First, it only applies to the "extra" part of your overtime. If you make $20 an hour normally and $30 an hour for overtime (time-and-a-half), you can only deduct the $10 "premium" portion. You still pay regular income tax on the base $20.

Who Gets to Claim It?

Not every worker is invited to the party. The law specifically targets "non-exempt" employees under the Fair Labor Standards Act (FLSA). Basically, if you’re an hourly worker who is legally entitled to time-and-a-half after 40 hours, you’re likely in. If you’re a salaried manager who doesn’t get overtime pay, this doesn't help you at all.

There are also some hard limits on the money:

  • Single Filers: You can deduct up to $12,500 in qualified overtime pay per year.
  • Married Filing Jointly: The cap doubles to $25,000.
  • The "Rich" Cutoff: If you make too much money, the benefit disappears. The phase-out starts at a Modified Adjusted Gross Income (MAGI) of $150,000 for singles and $300,000 for couples. If you’re a single person making over $275,000, you get zero.

The 2026 Transition: Why Your W-2 Might Look Weird

Since the law was signed mid-year in 2025, the IRS gave employers a bit of a "grace period." For the 2025 tax year, companies weren't forced to have perfect tracking systems. They could use "any reasonable method" to estimate your overtime.

Now that we’ve rolled into 2026, the rules are tightening up. The IRS has released draft versions of the 2026 W-2 form. Employers are now expected to use Box 12 with a new code ("TT") to specifically report your qualified overtime. If your boss isn't tracking this yet, they might face penalties later this year.

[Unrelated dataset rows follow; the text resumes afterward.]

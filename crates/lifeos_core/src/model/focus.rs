//! Pomodoro focus models.
//!
//! # Responsibility
//! - Define completed timer sessions and the timer configuration.
//!
//! # Invariants
//! - Sessions are recorded only when an interval ends; partial intervals are
//!   never persisted.

use serde::{Deserialize, Serialize};
use uuid::Uuid;

#[derive(Debug, Clone, Copy, PartialEq, Eq, Serialize, Deserialize)]
#[serde(rename_all = "snake_case")]
pub enum SessionKind {
    Work,
    Break,
}

#[derive(Debug, Clone, PartialEq, Eq, Serialize, Deserialize)]
pub struct PomodoroSession {
    pub id: Uuid,
    pub start_time: String,
    pub end_time: String,
    /// Interval length in minutes.
    pub duration: u32,
    #[serde(rename = "type")]
    pub kind: SessionKind,
    pub completed: bool,
}

#[derive(Debug, Clone, PartialEq, Eq, Serialize, Deserialize)]
pub struct PomodoroSessionDraft {
    pub start_time: String,
    pub end_time: String,
    pub duration: u32,
    pub kind: SessionKind,
    pub completed: bool,
}

impl PomodoroSession {
    pub fn from_draft(draft: PomodoroSessionDraft) -> Self {
        Self {
            id: Uuid::new_v4(),
            start_time: draft.start_time,
            end_time: draft.end_time,
            duration: draft.duration,
            kind: draft.kind,
            completed: draft.completed,
        }
    }

    /// Whether this session counts towards focus stats and XP.
    pub fn counts_as_work(&self) -> bool {
        self.kind == SessionKind::Work && self.completed
    }
}

#[derive(Debug, Clone, PartialEq, Eq, Serialize, Deserialize)]
pub struct PomodoroSettings {
    /// Minutes per work interval.
    pub work_duration: u32,
    pub break_duration: u32,
    pub long_break_duration: u32,
    pub sessions_until_long_break: u32,
    pub sound_enabled: bool,
    pub auto_start: bool,
}

impl Default for PomodoroSettings {
    fn default() -> Self {
        Self {
            work_duration: 25,
            break_duration: 5,
            long_break_duration: 15,
            sessions_until_long_break: 4,
            sound_enabled: true,
            auto_start: false,
        }
    }
}

#[derive(Debug, Clone, Default, PartialEq, Eq, Serialize, Deserialize)]
pub struct PomodoroSettingsPatch {
    pub work_duration: Option<u32>,
    pub break_duration: Option<u32>,
    pub long_break_duration: Option<u32>,
    pub sessions_until_long_break: Option<u32>,
    pub sound_enabled: Option<bool>,
    pub auto_start: Option<bool>,
}

impl PomodoroSettings {
    pub fn apply_patch(&mut self, patch: PomodoroSettingsPatch) {
        if let Some(value) = patch.work_duration {
            self.work_duration = value;
        }
        if let Some(value) = patch.break_duration {
            self.break_duration = value;
        }
        if let Some(value) = patch.long_break_duration {
            self.long_break_duration = value;
        }
        if let Some(value) = patch.sessions_until_long_break {
            self.sessions_until_long_break = value;
        }
        if let Some(value) = patch.sound_enabled {
            self.sound_enabled = value;
        }
        if let Some(value) = patch.auto_start {
            self.auto_start = value;
        }
    }
}

#[cfg(test)]
mod tests {
    use super::{PomodoroSession, PomodoroSessionDraft, SessionKind};

    #[test]
    fn only_completed_work_sessions_count() {
        let work = PomodoroSession::from_draft(PomodoroSessionDraft {
            start_time: "2024-01-01T09:00:00Z".to_string(),
            end_time: "2024-01-01T09:25:00Z".to_string(),
            duration: 25,
            kind: SessionKind::Work,
            completed: true,
        });
        assert!(work.counts_as_work());

        let rest = PomodoroSession::from_draft(PomodoroSessionDraft {
            start_time: "2024-01-01T09:25:00Z".to_string(),
            end_time: "2024-01-01T09:30:00Z".to_string(),
            duration: 5,
            kind: SessionKind::Break,
            completed: true,
        });
        assert!(!rest.counts_as_work());
    }
}
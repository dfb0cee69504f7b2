//! Single-writer state container over all entity collections.
//!
//! # Responsibility
//! - Own every entity collection plus profile and settings.
//! - Expose one operation per logical mutation, each keeping its entity
//!   invariants.
//! - Run the XP pipeline (award → leveling → achievement pass) after every
//!   XP-relevant mutation.
//!
//! # Invariants
//! - There is exactly one logical writer; operations are synchronous and
//!   ordered mutation → XP → achievement scan.
//! - Mutations against missing ids are no-ops, never errors.
//! - No XP trigger is skipped or double-applied: triggers are decided
//!   against pre-mutation state.

mod backup;
mod finance;
mod focus;
mod habits;
mod tasks;
mod wellness;

pub use backup::ExportBundle;

use crate::achievements;
use crate::clock::{Clock, SystemClock};
use crate::model::achievement::Achievement;
use crate::model::finance::{
    default_categories, Expense, FinanceCategory, FinanceSettings, IncomeSource, SavingsGoal,
};
use crate::model::focus::{PomodoroSession, PomodoroSettings};
use crate::model::habit::Habit;
use crate::model::profile::{ProfilePatch, UserProfile};
use crate::model::quote::{quote_for, DailyQuote};
use crate::model::task::Task;
use crate::model::wellness::{
    BreathingSession, JournalEntry, MoodEntry, SleepEntry, WaterEntry,
};
use log::info;
use serde::{Deserialize, Serialize};

pub(crate) const XP_HABIT_COMPLETED: i64 = 15;
pub(crate) const XP_WORK_POMODORO: i64 = 25;
pub(crate) const XP_WATER_GOAL_REACHED: i64 = 20;
pub(crate) const XP_QUALITY_SLEEP: i64 = 20;
pub(crate) const XP_JOURNAL_ENTRY: i64 = 30;
pub(crate) const XP_BREATHING_COMPLETED: i64 = 15;
pub(crate) const XP_DAILY_BONUS: i64 = 50;

/// The whole persisted domain state.
///
/// Collections own their entities exclusively; cross-references go through
/// ids. The struct serializes as one JSON document for snapshots.
#[derive(Debug, Clone, PartialEq, Serialize, Deserialize)]
pub struct AppState {
    pub profile: UserProfile,
    pub habits: Vec<Habit>,
    pub tasks: Vec<Task>,
    pub finance_settings: FinanceSettings,
    pub categories: Vec<FinanceCategory>,
    pub income_sources: Vec<IncomeSource>,
    pub expenses: Vec<Expense>,
    pub savings_goals: Vec<SavingsGoal>,
    pub pomodoro_sessions: Vec<PomodoroSession>,
    pub pomodoro_settings: PomodoroSettings,
    pub water_entries: Vec<WaterEntry>,
    /// Daily water target in millilitres.
    pub water_goal: u32,
    pub sleep_entries: Vec<SleepEntry>,
    /// Nightly sleep target in minutes.
    pub sleep_goal: u32,
    pub mood_entries: Vec<MoodEntry>,
    pub journal_entries: Vec<JournalEntry>,
    pub breathing_sessions: Vec<BreathingSession>,
    pub achievements: Vec<Achievement>,
    pub daily_quote: DailyQuote,
}

impl AppState {
    /// Fresh defaults: empty collections, default finance categories, the
    /// full locked achievement catalog and today's quote.
    pub fn initial(now_iso: &str, today: &str) -> Self {
        Self {
            profile: UserProfile::fresh(now_iso.to_string()),
            habits: Vec::new(),
            tasks: Vec::new(),
            finance_settings: FinanceSettings::default(),
            categories: default_categories(),
            income_sources: Vec::new(),
            expenses: Vec::new(),
            savings_goals: Vec::new(),
            pomodoro_sessions: Vec::new(),
            pomodoro_settings: PomodoroSettings::default(),
            water_entries: Vec::new(),
            water_goal: 2000,
            sleep_entries: Vec::new(),
            sleep_goal: 480,
            mood_entries: Vec::new(),
            journal_entries: Vec::new(),
            breathing_sessions: Vec::new(),
            achievements: achievements::default_catalog(),
            daily_quote: quote_for(today),
        }
    }
}

/// The state container: owns the state and a clock, exposes mutations.
///
/// Constructed explicitly and passed where needed; there is no ambient
/// global instance, so tests build as many independent stores as they like.
pub struct Store {
    state: AppState,
    clock: Box<dyn Clock>,
}

impl Store {
    /// Creates a store with fresh default state and the given clock.
    pub fn new(clock: Box<dyn Clock>) -> Self {
        let state = AppState::initial(&clock.now_iso(), &clock.today());
        Self { state, clock }
    }

    /// Production constructor using the system clock.
    pub fn with_system_clock() -> Self {
        Self::new(Box::new(SystemClock))
    }

    /// Rehydrates a store from previously persisted state.
    pub fn from_state(state: AppState, clock: Box<dyn Clock>) -> Self {
        Self { state, clock }
    }

    /// Read access to the whole state.
    pub fn state(&self) -> &AppState {
        &self.state
    }

    pub(crate) fn now_iso(&self) -> String {
        self.clock.now_iso()
    }

    pub(crate) fn today(&self) -> String {
        self.clock.today()
    }

    pub(crate) fn state_mut(&mut self) -> &mut AppState {
        &mut self.state
    }

    /// Grants XP and runs the achievement pipeline to fixpoint.
    ///
    /// Unlock rewards feed back into leveling; the loop terminates because
    /// unlocking is monotone and progress never depends on XP itself.
    pub fn add_xp(&mut self, amount: i64) {
        let now = self.now_iso();
        self.state.profile.grant_xp(amount);
        info!(
            "event=xp_award module=store status=ok amount={} level={} total_xp={}",
            amount, self.state.profile.level, self.state.profile.total_xp
        );

        loop {
            let reward = achievements::evaluate(&mut self.state, &now);
            if reward == 0 {
                break;
            }
            self.state.profile.grant_xp(reward);
        }
    }

    /// Claims the once-per-day bonus: +50 XP and a bonus-streak increment.
    ///
    /// Re-claiming on the same calendar day is a no-op.
    pub fn claim_daily_bonus(&mut self) {
        let today = self.today();
        if self.state.profile.daily_bonus_claimed.as_deref() == Some(today.as_str()) {
            return;
        }

        self.state.profile.daily_bonus_claimed = Some(today);
        self.state.profile.streak += 1;
        info!(
            "event=daily_bonus_claimed module=store status=ok streak={}",
            self.state.profile.streak
        );
        self.add_xp(XP_DAILY_BONUS);
    }

    pub fn update_profile(&mut self, patch: ProfilePatch) {
        self.state.profile.apply_patch(patch);
    }

    /// Replaces the cached quote once per calendar day.
    pub fn refresh_quote(&mut self) {
        let today = self.today();
        if self.state.daily_quote.date == today {
            return;
        }
        self.state.daily_quote = quote_for(&today);
    }
}
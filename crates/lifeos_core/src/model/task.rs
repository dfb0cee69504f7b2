//! Task domain model.
//!
//! # Responsibility
//! - Define the task record and its completion invariant.
//!
//! # Invariants
//! - `completed == completed_at.is_some()` at all times.

use serde::{Deserialize, Serialize};
use uuid::Uuid;

#[derive(Debug, Clone, Copy, PartialEq, Eq, Serialize, Deserialize)]
#[serde(rename_all = "snake_case")]
pub enum Priority {
    High,
    Medium,
    Low,
}

impl Priority {
    /// XP granted when a task of this priority is completed.
    pub fn xp_reward(self) -> i64 {
        match self {
            Self::High => 30,
            Self::Medium => 20,
            Self::Low => 10,
        }
    }
}

#[derive(Debug, Clone, PartialEq, Eq, Serialize, Deserialize)]
pub struct Task {
    pub id: Uuid,
    pub title: String,
    pub description: Option<String>,
    pub priority: Priority,
    pub deadline: Option<String>,
    pub tags: Vec<String>,
    pub completed: bool,
    pub completed_at: Option<String>,
    pub created_at: String,
}

/// Caller-supplied fields for creating a task.
#[derive(Debug, Clone, PartialEq, Eq, Serialize, Deserialize)]
pub struct TaskDraft {
    pub title: String,
    pub description: Option<String>,
    pub priority: Priority,
    pub deadline: Option<String>,
    pub tags: Vec<String>,
}

/// Updatable task fields.
///
/// Completion state is deliberately absent: it only changes through the
/// store's toggle operation so XP awards cannot be bypassed or duplicated.
#[derive(Debug, Clone, Default, PartialEq, Eq, Serialize, Deserialize)]
pub struct TaskPatch {
    pub title: Option<String>,
    pub description: Option<Option<String>>,
    pub priority: Option<Priority>,
    pub deadline: Option<Option<String>>,
    pub tags: Option<Vec<String>>,
}

impl Task {
    pub fn from_draft(draft: TaskDraft, created_at: String) -> Self {
        Self {
            id: Uuid::new_v4(),
            title: draft.title,
            description: draft.description,
            priority: draft.priority,
            deadline: draft.deadline,
            tags: draft.tags,
            completed: false,
            completed_at: None,
            created_at,
        }
    }

    /// Applies a partial update, leaving completion state untouched.
    pub fn apply_patch(&mut self, patch: TaskPatch) {
        if let Some(title) = patch.title {
            self.title = title;
        }
        if let Some(description) = patch.description {
            self.description = description;
        }
        if let Some(priority) = patch.priority {
            self.priority = priority;
        }
        if let Some(deadline) = patch.deadline {
            self.deadline = deadline;
        }
        if let Some(tags) = patch.tags {
            self.tags = tags;
        }
    }
}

Common Misconceptions About the New Law

People keep saying "tax-free," but that's not 100% accurate. You are only escaping federal income tax. You still have to pay:

  1. Social Security Taxes (6.2%)
  2. Medicare Taxes (1.45%)
  3. State and Local Taxes (unless your specific state decided to follow the federal lead, which many haven't done yet).

Also, this isn't a permanent change. As it stands, the "no tax on overtime" provision is set to expire on December 31, 2028. Unless a future Congress votes to extend it, your overtime will go back to being fully taxed in 2029. It's a four-year window to maximize your earnings.

Actionable Steps for Workers and Business Owners

If you want to make sure you actually see this money, you can't just wait for it to happen.

For Workers:

  • Save your 2025 pay stubs. Since 2025 was a "transition year," your employer might not have the "TT" code on your current W-2. You might need to manually calculate your overtime premium to claim the deduction on Schedule 1-A.
  • Adjust your W-4. If you know you're going to have a huge deduction from overtime, you might be over-withholding. Talk to a tax pro about adjusting your Form W-4 so you get more money in your weekly check instead of waiting for a refund in 2027.
  • Check your filing status. Remember, if you’re married but file separately, you are completely disqualified from this deduction. You must file jointly.

For Business Owners:

  • Update your payroll software. Ensure your system is ready to flag FLSA-required overtime separately from other types of pay (like holiday premiums or bonuses).
  • Review the "Salary Level Test." With the 2024 court rulings keeping the exempt salary threshold at $35,568, more of your lower-salaried staff might actually qualify as non-exempt, making them eligible for this tax break if they work extra hours.

Basically, the start date for when does trump's no tax on overtime start was January 1, 2025, but the "real" impact is hitting bank accounts right now as people file their first returns under the new law. Keep those records clean and make sure your employer is coding your hours correctly for the 2026 tax year.

To get the most out of this, your next move should be to download your year-end payroll summary for 2025 and identify every hour worked over the 40-hour threshold. Match those hours against your base pay rate to find your "qualified overtime premium" before you head to your tax appointment.